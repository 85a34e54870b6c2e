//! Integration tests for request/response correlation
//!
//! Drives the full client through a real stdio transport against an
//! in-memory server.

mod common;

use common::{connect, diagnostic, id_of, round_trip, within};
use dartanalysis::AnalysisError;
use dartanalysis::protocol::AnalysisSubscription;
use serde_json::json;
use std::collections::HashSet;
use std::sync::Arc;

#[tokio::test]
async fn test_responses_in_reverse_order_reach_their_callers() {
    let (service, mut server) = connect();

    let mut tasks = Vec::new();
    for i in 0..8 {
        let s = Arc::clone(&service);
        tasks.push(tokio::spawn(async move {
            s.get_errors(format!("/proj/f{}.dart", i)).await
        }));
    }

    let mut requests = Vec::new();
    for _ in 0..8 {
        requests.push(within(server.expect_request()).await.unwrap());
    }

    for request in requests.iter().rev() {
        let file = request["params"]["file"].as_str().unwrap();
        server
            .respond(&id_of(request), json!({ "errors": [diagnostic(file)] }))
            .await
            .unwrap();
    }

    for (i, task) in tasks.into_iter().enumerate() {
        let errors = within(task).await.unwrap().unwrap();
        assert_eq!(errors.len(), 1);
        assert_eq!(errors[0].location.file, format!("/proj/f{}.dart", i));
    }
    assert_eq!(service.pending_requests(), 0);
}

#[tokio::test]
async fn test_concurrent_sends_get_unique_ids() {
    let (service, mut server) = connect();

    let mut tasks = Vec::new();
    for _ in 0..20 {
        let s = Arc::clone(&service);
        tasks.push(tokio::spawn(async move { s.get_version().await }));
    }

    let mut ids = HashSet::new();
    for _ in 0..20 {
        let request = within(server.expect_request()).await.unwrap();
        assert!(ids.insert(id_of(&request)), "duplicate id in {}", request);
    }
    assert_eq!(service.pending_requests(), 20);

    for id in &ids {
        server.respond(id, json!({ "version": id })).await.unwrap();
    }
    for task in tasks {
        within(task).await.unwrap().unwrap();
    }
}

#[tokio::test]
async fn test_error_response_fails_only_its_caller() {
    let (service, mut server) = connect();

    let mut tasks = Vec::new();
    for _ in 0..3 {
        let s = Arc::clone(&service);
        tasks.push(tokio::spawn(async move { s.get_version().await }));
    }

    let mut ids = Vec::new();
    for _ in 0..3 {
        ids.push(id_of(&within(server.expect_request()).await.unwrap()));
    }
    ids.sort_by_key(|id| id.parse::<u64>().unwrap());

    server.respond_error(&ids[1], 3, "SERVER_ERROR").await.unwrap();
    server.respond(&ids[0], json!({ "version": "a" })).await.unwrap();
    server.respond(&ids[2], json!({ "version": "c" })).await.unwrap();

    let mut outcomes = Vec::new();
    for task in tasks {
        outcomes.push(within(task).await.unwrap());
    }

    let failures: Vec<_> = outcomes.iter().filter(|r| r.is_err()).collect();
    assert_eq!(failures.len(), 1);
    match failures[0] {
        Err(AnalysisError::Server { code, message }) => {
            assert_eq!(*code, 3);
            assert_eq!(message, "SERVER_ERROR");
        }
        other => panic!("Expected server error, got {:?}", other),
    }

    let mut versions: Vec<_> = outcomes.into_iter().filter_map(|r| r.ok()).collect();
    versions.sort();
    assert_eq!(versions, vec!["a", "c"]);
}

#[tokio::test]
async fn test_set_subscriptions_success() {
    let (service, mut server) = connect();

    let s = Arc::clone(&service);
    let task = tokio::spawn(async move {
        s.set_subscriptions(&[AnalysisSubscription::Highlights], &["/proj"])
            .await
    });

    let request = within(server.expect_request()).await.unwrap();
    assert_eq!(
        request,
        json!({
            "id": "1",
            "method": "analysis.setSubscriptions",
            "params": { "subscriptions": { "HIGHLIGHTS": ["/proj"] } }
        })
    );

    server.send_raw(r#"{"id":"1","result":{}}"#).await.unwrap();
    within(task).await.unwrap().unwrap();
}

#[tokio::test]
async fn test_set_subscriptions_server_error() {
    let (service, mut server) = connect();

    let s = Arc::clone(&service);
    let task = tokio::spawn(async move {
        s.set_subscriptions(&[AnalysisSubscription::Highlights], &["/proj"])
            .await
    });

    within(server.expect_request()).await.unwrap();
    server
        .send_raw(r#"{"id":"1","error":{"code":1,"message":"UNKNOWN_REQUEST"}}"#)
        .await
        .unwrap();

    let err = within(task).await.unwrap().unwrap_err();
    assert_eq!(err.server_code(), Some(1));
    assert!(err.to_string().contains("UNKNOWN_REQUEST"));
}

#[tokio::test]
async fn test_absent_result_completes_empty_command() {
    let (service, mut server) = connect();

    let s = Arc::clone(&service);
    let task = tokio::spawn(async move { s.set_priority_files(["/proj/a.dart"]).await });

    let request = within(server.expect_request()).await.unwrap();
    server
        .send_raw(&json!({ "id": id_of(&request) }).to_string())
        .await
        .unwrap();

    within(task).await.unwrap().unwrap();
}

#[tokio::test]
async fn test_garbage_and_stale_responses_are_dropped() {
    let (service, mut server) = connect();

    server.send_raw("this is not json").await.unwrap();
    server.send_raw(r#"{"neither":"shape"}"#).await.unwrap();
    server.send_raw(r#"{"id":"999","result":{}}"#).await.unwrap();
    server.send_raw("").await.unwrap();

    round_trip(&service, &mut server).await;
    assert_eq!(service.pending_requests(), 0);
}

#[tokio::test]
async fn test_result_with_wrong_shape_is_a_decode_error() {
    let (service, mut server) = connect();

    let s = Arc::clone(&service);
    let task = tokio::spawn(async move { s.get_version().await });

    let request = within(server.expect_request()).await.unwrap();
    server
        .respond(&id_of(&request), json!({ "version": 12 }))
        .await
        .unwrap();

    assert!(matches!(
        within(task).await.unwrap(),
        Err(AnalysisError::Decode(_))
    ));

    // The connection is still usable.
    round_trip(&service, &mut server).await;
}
• • •
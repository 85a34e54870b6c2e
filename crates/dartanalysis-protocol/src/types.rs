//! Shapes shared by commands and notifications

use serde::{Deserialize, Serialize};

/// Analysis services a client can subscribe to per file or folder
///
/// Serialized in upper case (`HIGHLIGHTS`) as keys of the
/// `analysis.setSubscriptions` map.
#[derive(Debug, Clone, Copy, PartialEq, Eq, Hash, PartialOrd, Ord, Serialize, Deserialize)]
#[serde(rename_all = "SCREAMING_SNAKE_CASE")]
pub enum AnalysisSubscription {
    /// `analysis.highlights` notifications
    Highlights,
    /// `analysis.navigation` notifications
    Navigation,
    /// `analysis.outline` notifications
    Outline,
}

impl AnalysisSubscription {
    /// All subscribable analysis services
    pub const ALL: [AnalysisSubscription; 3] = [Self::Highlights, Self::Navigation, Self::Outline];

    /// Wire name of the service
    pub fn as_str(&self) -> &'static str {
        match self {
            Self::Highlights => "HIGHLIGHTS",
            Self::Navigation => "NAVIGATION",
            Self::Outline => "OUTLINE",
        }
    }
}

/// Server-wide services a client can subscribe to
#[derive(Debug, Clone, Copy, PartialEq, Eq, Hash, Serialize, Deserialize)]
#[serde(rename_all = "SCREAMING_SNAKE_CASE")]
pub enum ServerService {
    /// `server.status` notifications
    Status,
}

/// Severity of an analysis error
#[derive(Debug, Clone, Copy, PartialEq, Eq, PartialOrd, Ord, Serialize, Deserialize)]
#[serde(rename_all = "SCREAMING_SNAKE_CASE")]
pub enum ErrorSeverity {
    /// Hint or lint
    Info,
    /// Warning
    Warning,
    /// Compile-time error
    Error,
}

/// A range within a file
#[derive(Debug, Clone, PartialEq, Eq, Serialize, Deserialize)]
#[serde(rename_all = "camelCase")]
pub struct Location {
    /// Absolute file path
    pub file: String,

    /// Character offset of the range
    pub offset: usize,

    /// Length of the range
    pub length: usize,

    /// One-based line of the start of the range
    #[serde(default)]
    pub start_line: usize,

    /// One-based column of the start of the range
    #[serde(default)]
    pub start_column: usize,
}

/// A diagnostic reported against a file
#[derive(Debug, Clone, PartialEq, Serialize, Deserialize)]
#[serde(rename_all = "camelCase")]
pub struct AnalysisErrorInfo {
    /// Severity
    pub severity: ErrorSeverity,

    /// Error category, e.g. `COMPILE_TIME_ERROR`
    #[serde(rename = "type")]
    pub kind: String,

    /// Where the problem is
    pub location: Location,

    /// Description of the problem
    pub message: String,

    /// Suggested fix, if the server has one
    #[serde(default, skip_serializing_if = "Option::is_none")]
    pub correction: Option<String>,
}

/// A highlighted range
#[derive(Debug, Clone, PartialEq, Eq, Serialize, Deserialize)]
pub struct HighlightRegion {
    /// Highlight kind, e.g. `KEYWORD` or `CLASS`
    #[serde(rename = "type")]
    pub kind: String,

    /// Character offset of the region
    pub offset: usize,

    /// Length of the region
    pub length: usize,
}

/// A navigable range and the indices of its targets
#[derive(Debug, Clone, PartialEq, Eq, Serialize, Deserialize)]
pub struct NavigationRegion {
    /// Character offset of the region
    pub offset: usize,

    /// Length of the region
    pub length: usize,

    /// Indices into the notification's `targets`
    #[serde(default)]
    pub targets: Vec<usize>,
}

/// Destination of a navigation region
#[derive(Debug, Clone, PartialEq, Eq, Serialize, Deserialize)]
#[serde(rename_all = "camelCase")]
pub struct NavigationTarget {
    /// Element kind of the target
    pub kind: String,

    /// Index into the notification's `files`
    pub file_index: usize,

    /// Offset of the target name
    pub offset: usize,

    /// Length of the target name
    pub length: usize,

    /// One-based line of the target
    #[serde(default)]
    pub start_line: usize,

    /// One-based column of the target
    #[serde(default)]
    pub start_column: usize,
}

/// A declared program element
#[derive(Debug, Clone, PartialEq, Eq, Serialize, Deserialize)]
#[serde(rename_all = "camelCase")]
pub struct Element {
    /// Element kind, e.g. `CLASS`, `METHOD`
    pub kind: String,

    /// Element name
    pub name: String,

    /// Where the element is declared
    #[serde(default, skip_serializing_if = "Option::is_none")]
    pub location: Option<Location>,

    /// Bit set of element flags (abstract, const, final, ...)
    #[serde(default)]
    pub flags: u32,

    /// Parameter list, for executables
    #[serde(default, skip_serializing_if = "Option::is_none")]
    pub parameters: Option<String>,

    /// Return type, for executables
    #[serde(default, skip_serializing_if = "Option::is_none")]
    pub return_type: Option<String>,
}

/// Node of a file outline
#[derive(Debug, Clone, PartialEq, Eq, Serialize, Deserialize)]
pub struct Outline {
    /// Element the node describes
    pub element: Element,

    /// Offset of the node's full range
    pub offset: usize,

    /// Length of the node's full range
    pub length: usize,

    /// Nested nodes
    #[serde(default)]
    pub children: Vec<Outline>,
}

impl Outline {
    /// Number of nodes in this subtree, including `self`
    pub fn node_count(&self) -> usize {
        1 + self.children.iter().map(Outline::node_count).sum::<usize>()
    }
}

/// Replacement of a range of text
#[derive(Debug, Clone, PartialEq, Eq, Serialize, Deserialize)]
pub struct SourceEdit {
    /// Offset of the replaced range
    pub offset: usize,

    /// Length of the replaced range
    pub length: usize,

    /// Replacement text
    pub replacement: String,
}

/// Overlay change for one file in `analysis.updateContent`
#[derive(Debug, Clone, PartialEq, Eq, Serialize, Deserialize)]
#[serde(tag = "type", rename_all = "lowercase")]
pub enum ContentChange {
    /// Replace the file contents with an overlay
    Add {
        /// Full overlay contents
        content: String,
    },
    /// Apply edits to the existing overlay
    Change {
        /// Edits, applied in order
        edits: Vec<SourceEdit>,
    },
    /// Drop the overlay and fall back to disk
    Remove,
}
• • •
_Your goal_
Search the data above for the string "contents" and report each line that holds it.

_Exercise response_
    /// Replace the file contents with an overlay
        /// Full overlay contents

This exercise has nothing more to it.